In the Greenbriar country, where they had a number of saltpeter caves, the first settlers made plenty of excellent gunpowder by the means of those sweeps and mortars.

"A machine, still more simple than the mortar and pestle, was used for making meal while the corn was too soft to be beaten. It was called a grater. This was a half-circular piece of tin, perforated with a punch from the concave side, and nailed by its edges to a block of wood. The ears of corn were rubbed on the rough edge of the holes, while the meal fell through them on the board or block, to which the grater was nailed, which, being in a slanting direction, discharged the meal into a cloth or bowl placed for its reception. This, to be sure, was a slow way of making meal; but necessity has no law.

"The hand-mill was better than the mortar and grater. It was made of two circular stones, the lowest of which was called the bed-stone, the upper one the runner. These were placed in a hoop, with a spout for discharging the meal. A staff was let into a hole in the upper surface of the runner, near the outer edge, and its upper end through a hole in a board fastened to a joist above, so that two persons could be employed in turning the mill at the same time. The grain was put into the opening in the runner by hand. The mills are still in use in Palestine, the ancient country of the Jews. To a mill of this sort our Saviour alluded when, with reference to the destruction of Jerusalem, he said: 'Two women shall be grinding at a mill, the one shall be taken and the other left.'

"This mill is much preferable to that used at present in upper Egypt for making the dhourra bread. It is a smooth stone, placed on an inclined plane, upon which the grain is spread, which is made into meal by rubbing another stone up and down upon it.

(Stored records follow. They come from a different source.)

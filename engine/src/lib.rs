//! `dsql_engine`: parses a small cross-database query language, applies
//! row-level security, plans and caches execution, generates
//! dialect-specific parameterized SQL, and runs it through a pluggable
//! [`driver::Driver`].
//!
//! The pipeline is `parser` → `rls` → `cache`/`optimizer` → `sql_writer` +
//! `generator` → `driver` → `cache`, wired together by [`engine::Engine`].

pub mod cache;
pub mod config;
pub mod driver;
pub mod engine;
pub mod error;
pub mod generator;
pub mod metadata;
pub mod metrics;
pub mod optimizer;
pub mod parser;
pub mod query;
pub mod rls;
pub mod security;
pub mod sql_writer;
pub mod value;

pub use cache::{CacheStatistics, PlanCache, ResultCache, TopPlan};
pub use config::EngineConfig;
pub use engine::{Engine, ExecuteMetadata, ExecuteResult, FromRow};
pub use error::{EngineError, ParseError, Result};
pub use metadata::{
    DataType, FieldMetadata, FieldName, InMemoryMetadata, MetadataProvider, ObjName, ObjectMetadata,
    Relationship, RelationshipKind, StatisticsProvider,
};
pub use optimizer::{Index, Plan};
pub use query::{
    Aggregate, AggregateFn, CompareOp, Condition, Field, Join, JoinType, LogicalOp, NullsOrder, Operand,
    Order, Query, SortDirection,
};
pub use rls::{Policy, PolicyRegistry, RlsEnforcer};
pub use security::{CancellationToken, FixedSecurityProvider, SecurityContext, SecurityProvider};
pub use sql_writer::Dialect;
pub use value::{Row, Value};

"Our first water mills were of that description denominated tub-mills. It consists of a perpendicular shaft, to the lower end of which an horizontal wheel of about four or five feet diameter is attached, the upper end passes through the bedstone and carries the runner after the manner of a trundlehead. These mills were built with very little expense, and many of them answered the purpose very well.

"Instead of bolting cloths, sifters were in general use. These were made of deer skins in the state of parchment, stretched over a hoop and perforated with a hot wire.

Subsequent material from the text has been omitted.